WORK TASK
Lines below starting with the line with "filename crates/orgd-model/src/ids.rs" and going on through the line with "Self(value.to_string())" must be output exactly; the rest of the records must be left out.

Stored items from a collection:
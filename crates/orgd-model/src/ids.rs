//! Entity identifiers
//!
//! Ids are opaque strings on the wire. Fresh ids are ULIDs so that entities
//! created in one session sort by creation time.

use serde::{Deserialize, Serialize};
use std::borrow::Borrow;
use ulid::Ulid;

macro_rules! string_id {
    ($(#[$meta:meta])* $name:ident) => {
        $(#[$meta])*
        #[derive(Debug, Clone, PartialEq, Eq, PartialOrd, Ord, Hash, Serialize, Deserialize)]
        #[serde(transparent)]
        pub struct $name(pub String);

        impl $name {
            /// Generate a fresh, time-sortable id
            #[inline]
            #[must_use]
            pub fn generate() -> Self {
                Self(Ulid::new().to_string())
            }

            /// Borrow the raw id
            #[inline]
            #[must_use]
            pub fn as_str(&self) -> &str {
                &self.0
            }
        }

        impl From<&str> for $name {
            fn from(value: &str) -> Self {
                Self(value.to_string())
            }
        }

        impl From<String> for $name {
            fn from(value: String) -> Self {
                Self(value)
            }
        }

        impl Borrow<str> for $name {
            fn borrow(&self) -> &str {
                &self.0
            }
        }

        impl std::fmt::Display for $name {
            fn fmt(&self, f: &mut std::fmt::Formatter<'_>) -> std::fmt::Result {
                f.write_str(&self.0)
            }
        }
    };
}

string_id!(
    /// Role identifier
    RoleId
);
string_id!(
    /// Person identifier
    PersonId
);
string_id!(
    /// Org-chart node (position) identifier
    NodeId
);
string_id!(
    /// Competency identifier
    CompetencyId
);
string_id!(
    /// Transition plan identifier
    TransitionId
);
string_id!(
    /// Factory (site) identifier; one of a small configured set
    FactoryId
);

--

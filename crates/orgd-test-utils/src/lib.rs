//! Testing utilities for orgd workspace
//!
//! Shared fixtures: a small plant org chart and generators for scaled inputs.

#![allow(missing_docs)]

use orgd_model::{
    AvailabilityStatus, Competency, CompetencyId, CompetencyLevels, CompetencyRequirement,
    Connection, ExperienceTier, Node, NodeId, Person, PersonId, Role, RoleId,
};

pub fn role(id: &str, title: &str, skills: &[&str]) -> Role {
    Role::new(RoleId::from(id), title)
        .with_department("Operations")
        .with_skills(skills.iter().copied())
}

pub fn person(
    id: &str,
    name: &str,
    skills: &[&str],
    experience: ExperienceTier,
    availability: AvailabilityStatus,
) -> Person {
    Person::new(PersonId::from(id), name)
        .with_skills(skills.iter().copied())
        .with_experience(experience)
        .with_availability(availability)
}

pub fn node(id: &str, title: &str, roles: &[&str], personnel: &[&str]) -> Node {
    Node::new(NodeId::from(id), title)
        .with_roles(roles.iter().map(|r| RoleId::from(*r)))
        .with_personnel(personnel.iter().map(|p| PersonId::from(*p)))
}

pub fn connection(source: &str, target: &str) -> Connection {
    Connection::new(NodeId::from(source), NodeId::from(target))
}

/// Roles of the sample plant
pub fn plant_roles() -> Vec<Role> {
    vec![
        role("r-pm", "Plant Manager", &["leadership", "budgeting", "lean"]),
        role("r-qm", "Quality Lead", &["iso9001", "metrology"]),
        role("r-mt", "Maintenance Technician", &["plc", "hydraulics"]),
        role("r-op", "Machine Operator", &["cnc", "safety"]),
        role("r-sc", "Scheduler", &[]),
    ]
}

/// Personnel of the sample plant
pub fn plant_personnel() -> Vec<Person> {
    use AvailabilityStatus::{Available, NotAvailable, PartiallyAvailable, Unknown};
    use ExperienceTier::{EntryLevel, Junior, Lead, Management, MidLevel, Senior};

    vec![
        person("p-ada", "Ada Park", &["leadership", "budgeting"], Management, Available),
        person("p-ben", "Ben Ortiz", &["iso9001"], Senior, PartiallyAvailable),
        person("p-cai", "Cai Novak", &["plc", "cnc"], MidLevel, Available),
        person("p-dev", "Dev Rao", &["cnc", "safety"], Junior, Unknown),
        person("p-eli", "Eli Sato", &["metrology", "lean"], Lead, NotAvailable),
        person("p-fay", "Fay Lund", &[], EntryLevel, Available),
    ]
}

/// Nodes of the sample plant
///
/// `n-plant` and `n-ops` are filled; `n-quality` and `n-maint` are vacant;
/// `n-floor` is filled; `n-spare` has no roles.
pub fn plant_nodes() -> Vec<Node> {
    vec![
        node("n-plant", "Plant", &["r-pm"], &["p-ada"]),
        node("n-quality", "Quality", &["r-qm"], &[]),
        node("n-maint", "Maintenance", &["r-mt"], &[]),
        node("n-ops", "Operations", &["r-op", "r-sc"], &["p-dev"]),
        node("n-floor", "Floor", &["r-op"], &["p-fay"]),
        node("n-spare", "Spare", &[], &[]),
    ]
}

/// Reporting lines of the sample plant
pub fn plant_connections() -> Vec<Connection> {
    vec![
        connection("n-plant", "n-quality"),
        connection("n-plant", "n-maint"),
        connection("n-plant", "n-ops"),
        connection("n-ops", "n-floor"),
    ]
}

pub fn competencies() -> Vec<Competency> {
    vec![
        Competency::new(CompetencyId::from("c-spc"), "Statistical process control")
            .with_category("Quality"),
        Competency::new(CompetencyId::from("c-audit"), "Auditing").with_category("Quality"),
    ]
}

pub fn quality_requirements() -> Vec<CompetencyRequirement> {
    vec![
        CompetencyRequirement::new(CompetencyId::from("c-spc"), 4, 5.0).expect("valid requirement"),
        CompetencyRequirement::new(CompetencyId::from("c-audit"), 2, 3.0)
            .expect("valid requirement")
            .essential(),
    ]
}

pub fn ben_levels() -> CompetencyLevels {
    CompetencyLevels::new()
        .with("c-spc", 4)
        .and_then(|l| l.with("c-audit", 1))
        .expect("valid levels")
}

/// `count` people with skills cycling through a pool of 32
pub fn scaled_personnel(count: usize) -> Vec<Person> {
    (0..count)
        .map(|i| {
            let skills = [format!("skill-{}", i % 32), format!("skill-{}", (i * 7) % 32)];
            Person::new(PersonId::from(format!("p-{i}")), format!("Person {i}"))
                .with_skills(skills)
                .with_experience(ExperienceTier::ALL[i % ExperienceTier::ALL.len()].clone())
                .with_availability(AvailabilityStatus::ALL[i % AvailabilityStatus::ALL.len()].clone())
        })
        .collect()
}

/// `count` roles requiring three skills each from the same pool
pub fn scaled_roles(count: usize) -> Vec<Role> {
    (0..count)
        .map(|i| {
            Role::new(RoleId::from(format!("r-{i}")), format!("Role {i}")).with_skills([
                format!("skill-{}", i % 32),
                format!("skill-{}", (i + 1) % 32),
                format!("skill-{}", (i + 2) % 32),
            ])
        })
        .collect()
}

EXPECTED ANSWER
filename crates/orgd-model/src/ids.rs
//! Entity identifiers
//!
//! Ids are opaque strings on the wire. Fresh ids are ULIDs so that entities
//! created in one session sort by creation time.

use serde::{Deserialize, Serialize};
use std::borrow::Borrow;
use ulid::Ulid;

macro_rules! string_id {
    ($(#[$meta:meta])* $name:ident) => {
        $(#[$meta])*
        #[derive(Debug, Clone, PartialEq, Eq, PartialOrd, Ord, Hash, Serialize, Deserialize)]
        #[serde(transparent)]
        pub struct $name(pub String);

        impl $name {
            /// Generate a fresh, time-sortable id
            #[inline]
            #[must_use]
            pub fn generate() -> Self {
                Self(Ulid::new().to_string())
            }

            /// Borrow the raw id
            #[inline]
            #[must_use]
            pub fn as_str(&self) -> &str {
                &self.0
            }
        }

        impl From<&str> for $name {
            fn from(value: &str) -> Self {
                Self(value.to_string())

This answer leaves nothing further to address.